Christmas Cake. Wedding Cake.  How did it come about that they are dense, dark, 'matured' fruit cakes with marzipan and royal icing? This is a Commonwealth tradition.  What will Barbados do now?

So Christmas cake is the same as Wedding cake to me.  

And then there is Christmas pudding - rich, steamed pudding made with flour, suet and dried fruits.  What is the common element of both of these English Christmas traditions?  Rich! Very rich.

And what about the French Buche de Noel?  Now that's a traditional French sponge cake layered with a rich, butter cream frosting, all made to resemble a decorative Yule log.  

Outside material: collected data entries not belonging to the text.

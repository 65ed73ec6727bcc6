//! Table, column and remote function names used by the tracking layer.

pub mod tables {
    pub const PAGE_VIEWS: &str = "page_views";
    pub const PROFILES: &str = "profiles";
    pub const MESSAGES: &str = "messages";
}

pub mod columns {
    pub const ID: &str = "id";
    pub const LAST_SEEN: &str = "last_seen";
    pub const RECIPIENT_ID: &str = "recipient_id";
    pub const READ: &str = "read";
}

pub mod functions {
    /// Session telemetry ingestion (`start` / `heartbeat` / `end`).
    pub const SESSION_TRACKER: &str = "session-tracker";
    pub const TRANSLATE: &str = "translate";
    pub const ICEBREAKER: &str = "generate-icebreaker";
}

pub mod procedures {
    /// `has_role(_user_id uuid, _role text) returns boolean`.
    pub const HAS_ROLE: &str = "has_role";
}
//! Default TOML config template with inline documentation comments.

/// Generate the default TOML config content with comments.
pub(crate) fn default_config_toml() -> String {
    r##"# MindGarden tracking configuration
# Schema version 1
# Only override what you want to change -- missing fields use defaults.

[backend]
# project_ref = ""          # <ref>.supabase.co, 20 lowercase alphanumerics
# api_key = ""              # or GARDEN_SUPABASE_ANON_KEY
# url = "http://localhost:54321"
# request_timeout_secs = 10 # 1-120

[realtime]
# heartbeat_interval_secs = 25   # 5-60
# reconnect_delay_secs = 1       # 1-30
# max_reconnect_delay_secs = 30  # 1-300

[tracking]
# enabled = true
# heartbeat_interval_secs = 30   # 5-600
# presence_interval_secs = 300   # 30-3600

[status]
# Display-only admin badges. Never used for access control.
# admin_display_list = []

[locale]
# language = "en"           # en | es

[logging]
# level = "info"            # trace | debug | info | warn | error
# show_targets = false
"##
    .to_string()
}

The Italians have much lighter and less sweet Pandora and Panettone Christmas breads.  They fall for the fruit cake trap too and have Panforte - a traditional Italian rich nut and fruit cake.

Everyone seems to fall for the marinated mature fruits as part of their Christmas cake tradition.  You can tour around the world in Christmas cakes HERE.  

And how does Johnny Carson fit into the Christmas tradition? With his famous fruitcake joke. 

“The worst gift is a fruitcake. There is only one fruitcake in the entire world, and people keep sending it to each other.”

The article says that "For many, that wisecrack sliced like a hot knife through soft butter. Almost immediately after the jokes airing, fruitcake sales drastically declined."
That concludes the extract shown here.